André Durand présente

‘’L’horloge’’

poème de Charles BAUDELAIRE

dans

‘’Les fleurs du mal’’

(1857)

Horloge ! dieu sinistre, effrayant, impassible,

Dont le doigt nous menace et nous dit : «Souviens-toi !

Les vibrantes Douleurs dans ton coeur plein d'effroi

Se planteront bientôt comme dans une cible,

Le Plaisir vaporeux fuira vers l'horizon

Ainsi qu'une sylphide au fond de la coulisse ;

Chaque instant te dévore un morceau du délice

À chaque homme accordé pour toute sa saison.

Trois mille six cents fois par heure, la Seconde

Chuchote : Souviens-toi ! - Rapide, avec sa voix

D'insecte, Maintenant dit : ‘’Je suis Autrefois,

Et j'ai pompé ta vie avec ma trompe immonde !’’

Remember ! Souviens-toi, prodigue ! Esto memor !

(Mon gosier de métal parle toutes les langues.)

Les minutes, mortel folâtre, sont des gangues

Qu'il ne faut pas lâcher sans en extraire l'or !

Souviens-toi que le Temps est un joueur avide

Qui gagne sans tricher, à tout coup ! c'est la loi.

Le jour décroît ; la nuit augmente ; souviens-toi !

Le gouffre a toujours soif ; la clepsydre se vide.

Tantôt sonnera l'heure où le divin Hasard,

Où l'auguste Vertu, ton épouse encor vierge,

Où le Repentir même (oh ! la dernière auberge !),

Où tout te dira : Meurs, vieux lâche ! il est trop tard !»

Commentaire

Avec cette menaçante horloge, qui adresse à chaque être humain un long discours d’avertissement, d’exhortation, d'exigence, Baudelaire reprit les thèmes pessimistes de la présence obsédante et de la fuite du temps, thèmes classiques dans la poésie romantique et dans ‘’Les fleurs du mal’’. Il usa d’accents qui, une fois de plus, rappelaient ceux des grands prédicateurs. On sent qu’il fixa toute son attention pour décortiquer le temps, en donner une description minutieuse, en analyser les éléments avec un acharnement qui semble tenir de la haine. En effet, si l’être humain est condamné à chérir le temps, car il est son bien le plus grand, il doit aussi le détester, car il le détruit et annonce sa fin.

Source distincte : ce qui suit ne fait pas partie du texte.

//! Sync run tracking.
//!
//! Every sync invocation opens exactly one run and closes it exactly once.
//! Closing a run that is unknown or already terminal is rejected by the
//! store and leaves the row untouched.

use tracing::info;
use uuid::Uuid;

use crate::models::SyncRun;
use crate::store::{DatabaseError, LocalStore};

/// Terminal outcome of a run.
#[derive(Debug, Clone, PartialEq, Eq)]
pub enum RunOutcome {
    Success { records_processed: i64 },
    Failed { error: String },
}

#[derive(Clone)]
pub struct RunTracker {
    store: LocalStore,
}

impl RunTracker {
    pub const fn new(store: LocalStore) -> Self {
        Self { store }
    }

    /// Create a `running` run and return its id.
    pub async fn open(&self) -> Result<String, DatabaseError> {
        let id = Uuid::new_v4().to_string();
        self.store.create_run(&id).await?;
        info!(run_id = %id, "Sync run started");
        Ok(id)
    }

    /// Move a run to its terminal state.
    ///
    /// Returns `DatabaseError::InvalidState` if the run was already closed
    /// and `DatabaseError::NotFound` if it does not exist.
    pub async fn close(&self, id: &str, outcome: &RunOutcome) -> Result<(), DatabaseError> {
        match outcome {
            RunOutcome::Success { records_processed } => {
                self.store.complete_run(id, *records_processed).await?;
                info!(run_id = %id, records_processed, "Sync run succeeded");
            }
            RunOutcome::Failed { error } => {
                self.store.fail_run(id, error).await?;
                info!(run_id = %id, error = %error, "Sync run marked failed");
            }
        }
        Ok(())
    }

    pub async fn get_run(&self, id: &str) -> Result<SyncRun, DatabaseError> {
        self.store.get_run(id).await
    }

    /// Most recent runs, newest first.
    pub async fn recent_runs(&self, limit: u32) -> Result<Vec<SyncRun>, DatabaseError> {
        self.store.list_runs(limit).await
    }

    /// The most recently started run, if any.
    pub async fn latest_run(&self) -> Result<Option<SyncRun>, DatabaseError> {
        Ok(self.store.list_runs(1).await?.into_iter().next())
    }
}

Pour lui, le temps était démesurément long, parce qu’il était un oisif, un velléitaire qui, inlassablement, prenait chaque soir de bonnes résolutions qu'il ne tenait pas le lendemain, un mélancolique qui subissait le poids du spleen, de l'insupportable et maladif ennui, un impuissant incapable de vivre, d’agir, de voyager, de travailler, d’aimer. Aussi fit-il du temps «l'ennemi» (voir le poème de ce titre), le monstre qu'il lui fallait tuer : «Le Temps mange la vie,

Et l’obscur Ennemi qui nous ronge le cœur

Du sang que nous perdons croït et se fortifie !»

Dans ‘’Le goût du néant’’, il répéta :

«Et le Temps m’engloutit minute par minute,

Comme la neige immense un corps pris de roideur.»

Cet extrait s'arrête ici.